GIVEN INFORMATION START

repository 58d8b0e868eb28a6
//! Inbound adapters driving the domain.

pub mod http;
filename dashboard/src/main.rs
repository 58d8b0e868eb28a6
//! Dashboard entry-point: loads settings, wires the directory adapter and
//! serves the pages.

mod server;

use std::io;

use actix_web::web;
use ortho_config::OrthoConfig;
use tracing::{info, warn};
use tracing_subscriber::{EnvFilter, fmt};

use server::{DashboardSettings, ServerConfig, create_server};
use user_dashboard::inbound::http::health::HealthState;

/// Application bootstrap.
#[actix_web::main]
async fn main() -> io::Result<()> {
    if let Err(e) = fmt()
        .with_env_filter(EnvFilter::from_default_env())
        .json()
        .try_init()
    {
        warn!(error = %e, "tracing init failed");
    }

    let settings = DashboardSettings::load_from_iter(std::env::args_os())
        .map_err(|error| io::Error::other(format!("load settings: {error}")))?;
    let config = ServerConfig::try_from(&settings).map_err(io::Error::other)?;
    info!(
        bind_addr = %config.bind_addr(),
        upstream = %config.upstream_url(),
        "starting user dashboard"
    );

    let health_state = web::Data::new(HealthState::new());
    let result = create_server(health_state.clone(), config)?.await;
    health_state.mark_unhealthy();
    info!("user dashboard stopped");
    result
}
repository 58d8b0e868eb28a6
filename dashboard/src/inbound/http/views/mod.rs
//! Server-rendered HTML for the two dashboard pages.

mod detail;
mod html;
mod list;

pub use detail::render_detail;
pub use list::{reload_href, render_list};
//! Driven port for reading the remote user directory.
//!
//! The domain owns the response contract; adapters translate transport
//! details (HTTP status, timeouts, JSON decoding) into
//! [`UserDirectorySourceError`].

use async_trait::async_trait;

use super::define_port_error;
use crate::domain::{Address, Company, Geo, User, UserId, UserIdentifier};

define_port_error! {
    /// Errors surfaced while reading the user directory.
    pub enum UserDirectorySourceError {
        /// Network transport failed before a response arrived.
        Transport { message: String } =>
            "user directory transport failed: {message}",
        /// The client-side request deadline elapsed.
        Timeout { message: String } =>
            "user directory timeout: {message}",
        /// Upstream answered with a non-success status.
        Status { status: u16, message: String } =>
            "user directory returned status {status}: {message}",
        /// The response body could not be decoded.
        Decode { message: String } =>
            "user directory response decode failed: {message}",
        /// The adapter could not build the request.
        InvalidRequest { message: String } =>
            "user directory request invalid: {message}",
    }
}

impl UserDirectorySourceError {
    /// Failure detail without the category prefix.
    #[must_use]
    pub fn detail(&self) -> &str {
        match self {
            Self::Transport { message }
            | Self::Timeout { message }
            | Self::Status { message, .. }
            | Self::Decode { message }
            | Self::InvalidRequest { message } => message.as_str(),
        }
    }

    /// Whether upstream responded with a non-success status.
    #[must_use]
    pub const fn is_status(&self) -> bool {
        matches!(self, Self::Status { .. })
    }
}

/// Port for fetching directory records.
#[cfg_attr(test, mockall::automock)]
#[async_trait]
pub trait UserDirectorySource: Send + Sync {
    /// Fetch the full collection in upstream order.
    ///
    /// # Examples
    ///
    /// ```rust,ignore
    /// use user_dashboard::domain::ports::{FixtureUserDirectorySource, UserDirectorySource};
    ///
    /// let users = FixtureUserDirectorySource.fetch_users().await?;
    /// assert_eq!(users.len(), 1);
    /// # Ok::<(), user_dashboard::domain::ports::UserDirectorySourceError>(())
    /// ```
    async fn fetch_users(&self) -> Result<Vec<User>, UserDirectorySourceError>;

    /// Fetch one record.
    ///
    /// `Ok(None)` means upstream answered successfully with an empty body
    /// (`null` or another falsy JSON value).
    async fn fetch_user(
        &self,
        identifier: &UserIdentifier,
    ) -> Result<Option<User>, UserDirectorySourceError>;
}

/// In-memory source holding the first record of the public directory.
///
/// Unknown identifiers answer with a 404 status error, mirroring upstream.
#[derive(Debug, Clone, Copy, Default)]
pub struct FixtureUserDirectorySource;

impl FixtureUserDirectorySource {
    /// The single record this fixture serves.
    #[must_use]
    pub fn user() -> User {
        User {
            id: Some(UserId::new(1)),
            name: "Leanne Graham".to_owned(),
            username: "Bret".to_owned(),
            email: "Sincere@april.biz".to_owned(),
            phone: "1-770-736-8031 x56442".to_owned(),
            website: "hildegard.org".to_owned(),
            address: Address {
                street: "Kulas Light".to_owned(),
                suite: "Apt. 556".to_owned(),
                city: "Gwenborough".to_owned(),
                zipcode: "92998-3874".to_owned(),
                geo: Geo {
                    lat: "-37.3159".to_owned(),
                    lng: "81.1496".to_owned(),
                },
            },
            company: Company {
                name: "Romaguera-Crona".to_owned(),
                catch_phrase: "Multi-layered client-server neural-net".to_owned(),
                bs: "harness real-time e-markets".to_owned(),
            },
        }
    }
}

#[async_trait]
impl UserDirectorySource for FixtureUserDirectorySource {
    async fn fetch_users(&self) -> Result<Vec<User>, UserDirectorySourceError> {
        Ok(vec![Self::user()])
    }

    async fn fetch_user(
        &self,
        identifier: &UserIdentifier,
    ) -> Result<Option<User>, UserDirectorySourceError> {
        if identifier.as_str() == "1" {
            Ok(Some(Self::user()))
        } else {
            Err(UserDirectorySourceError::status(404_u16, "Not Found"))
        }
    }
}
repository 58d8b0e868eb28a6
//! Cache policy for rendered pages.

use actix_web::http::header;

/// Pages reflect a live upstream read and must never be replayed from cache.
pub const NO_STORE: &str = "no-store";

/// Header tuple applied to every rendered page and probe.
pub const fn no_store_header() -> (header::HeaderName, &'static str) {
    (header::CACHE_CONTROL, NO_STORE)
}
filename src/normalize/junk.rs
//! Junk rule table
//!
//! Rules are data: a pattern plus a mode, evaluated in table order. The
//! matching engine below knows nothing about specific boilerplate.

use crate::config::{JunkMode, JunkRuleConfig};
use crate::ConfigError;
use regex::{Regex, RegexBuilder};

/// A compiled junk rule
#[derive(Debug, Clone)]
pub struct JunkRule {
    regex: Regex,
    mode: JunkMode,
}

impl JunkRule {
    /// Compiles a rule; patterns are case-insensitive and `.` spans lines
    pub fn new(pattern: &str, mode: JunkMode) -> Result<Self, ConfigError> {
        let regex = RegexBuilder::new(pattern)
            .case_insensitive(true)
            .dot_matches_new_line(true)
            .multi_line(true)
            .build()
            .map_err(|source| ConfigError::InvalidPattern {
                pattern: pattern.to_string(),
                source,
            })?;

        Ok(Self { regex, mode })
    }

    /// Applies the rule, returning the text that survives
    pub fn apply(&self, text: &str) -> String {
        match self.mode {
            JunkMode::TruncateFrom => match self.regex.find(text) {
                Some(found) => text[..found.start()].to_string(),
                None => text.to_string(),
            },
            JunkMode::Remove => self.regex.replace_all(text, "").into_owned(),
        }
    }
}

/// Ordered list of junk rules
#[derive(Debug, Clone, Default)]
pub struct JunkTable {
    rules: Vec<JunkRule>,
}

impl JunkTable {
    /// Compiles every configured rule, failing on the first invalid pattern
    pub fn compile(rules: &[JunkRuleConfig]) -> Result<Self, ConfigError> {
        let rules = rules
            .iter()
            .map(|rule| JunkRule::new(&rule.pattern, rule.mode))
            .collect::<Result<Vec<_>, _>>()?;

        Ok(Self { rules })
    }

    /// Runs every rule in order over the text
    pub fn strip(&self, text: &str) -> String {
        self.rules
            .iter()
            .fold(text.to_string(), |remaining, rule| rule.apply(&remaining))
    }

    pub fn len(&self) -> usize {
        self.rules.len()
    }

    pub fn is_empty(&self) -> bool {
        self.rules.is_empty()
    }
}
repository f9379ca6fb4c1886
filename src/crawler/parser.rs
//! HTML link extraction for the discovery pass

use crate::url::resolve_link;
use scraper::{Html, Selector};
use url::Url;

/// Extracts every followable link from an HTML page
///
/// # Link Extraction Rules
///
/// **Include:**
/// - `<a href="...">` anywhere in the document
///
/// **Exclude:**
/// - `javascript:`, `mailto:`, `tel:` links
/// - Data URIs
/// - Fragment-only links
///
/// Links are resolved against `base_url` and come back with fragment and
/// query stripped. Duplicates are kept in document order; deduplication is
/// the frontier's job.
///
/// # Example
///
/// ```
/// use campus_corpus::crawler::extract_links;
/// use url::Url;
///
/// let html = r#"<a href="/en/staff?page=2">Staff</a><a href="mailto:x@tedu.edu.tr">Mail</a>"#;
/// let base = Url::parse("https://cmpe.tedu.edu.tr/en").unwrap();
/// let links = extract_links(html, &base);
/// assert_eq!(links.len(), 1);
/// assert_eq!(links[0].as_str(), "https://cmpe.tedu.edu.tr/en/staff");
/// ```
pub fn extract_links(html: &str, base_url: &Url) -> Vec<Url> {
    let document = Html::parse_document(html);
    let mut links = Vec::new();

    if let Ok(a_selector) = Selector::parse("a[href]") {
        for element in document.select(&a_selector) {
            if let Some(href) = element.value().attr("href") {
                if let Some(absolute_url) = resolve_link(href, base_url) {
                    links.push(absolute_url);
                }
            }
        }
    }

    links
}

GIVEN INFORMATION END
GIVEN INFORMATION START

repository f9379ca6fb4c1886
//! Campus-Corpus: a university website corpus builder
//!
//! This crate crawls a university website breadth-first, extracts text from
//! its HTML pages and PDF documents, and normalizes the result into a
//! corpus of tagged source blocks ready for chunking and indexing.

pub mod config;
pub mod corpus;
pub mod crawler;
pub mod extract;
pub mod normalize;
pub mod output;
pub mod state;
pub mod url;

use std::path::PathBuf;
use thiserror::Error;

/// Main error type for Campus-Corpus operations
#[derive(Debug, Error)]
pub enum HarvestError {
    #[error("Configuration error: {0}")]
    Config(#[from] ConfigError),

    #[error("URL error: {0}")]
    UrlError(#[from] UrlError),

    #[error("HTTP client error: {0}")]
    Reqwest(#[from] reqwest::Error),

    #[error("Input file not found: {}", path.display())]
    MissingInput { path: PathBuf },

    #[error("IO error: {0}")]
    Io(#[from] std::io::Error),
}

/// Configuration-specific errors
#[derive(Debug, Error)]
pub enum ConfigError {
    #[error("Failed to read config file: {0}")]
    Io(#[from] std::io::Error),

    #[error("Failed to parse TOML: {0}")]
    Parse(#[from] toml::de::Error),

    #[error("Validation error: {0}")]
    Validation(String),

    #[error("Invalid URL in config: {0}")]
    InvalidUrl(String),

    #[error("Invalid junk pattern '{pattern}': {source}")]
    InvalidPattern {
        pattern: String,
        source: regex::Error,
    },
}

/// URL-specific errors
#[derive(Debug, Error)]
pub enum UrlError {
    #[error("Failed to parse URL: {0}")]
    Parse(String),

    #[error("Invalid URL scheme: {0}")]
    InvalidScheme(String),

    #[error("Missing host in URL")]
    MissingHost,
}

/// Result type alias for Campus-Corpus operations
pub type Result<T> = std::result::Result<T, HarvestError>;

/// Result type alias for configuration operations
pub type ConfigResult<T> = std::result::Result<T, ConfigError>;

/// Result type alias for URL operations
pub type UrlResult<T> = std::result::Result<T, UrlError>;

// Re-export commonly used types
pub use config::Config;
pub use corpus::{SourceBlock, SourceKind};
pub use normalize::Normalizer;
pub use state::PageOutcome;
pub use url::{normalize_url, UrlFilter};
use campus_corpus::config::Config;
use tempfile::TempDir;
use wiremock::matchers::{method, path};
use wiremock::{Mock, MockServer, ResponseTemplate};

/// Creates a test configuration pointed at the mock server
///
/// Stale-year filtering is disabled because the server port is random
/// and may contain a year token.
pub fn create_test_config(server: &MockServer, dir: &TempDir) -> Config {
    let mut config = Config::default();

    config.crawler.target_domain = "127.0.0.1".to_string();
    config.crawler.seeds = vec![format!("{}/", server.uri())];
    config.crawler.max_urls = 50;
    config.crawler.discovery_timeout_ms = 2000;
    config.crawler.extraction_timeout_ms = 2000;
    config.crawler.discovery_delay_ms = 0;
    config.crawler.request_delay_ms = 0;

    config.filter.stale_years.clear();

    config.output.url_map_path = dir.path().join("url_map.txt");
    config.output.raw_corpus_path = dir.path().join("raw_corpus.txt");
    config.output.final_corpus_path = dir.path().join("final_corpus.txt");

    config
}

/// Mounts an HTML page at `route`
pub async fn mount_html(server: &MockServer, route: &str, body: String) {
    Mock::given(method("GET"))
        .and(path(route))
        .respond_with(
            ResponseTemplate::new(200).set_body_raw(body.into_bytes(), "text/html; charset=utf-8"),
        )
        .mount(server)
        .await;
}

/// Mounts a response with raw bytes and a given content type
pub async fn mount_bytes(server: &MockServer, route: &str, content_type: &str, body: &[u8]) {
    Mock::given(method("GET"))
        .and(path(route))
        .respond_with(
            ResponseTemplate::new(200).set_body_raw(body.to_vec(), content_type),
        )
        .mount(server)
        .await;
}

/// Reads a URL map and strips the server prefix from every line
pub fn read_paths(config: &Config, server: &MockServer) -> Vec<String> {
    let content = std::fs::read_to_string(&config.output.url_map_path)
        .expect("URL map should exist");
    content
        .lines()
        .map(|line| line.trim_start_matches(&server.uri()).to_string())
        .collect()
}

GIVEN INFORMATION END

### WHAT YOU SHOULD DO
Pull every line that holds the string "serves" out of the records.

### TASK RESULT
//! serves the pages.
    /// The single record this fixture serves.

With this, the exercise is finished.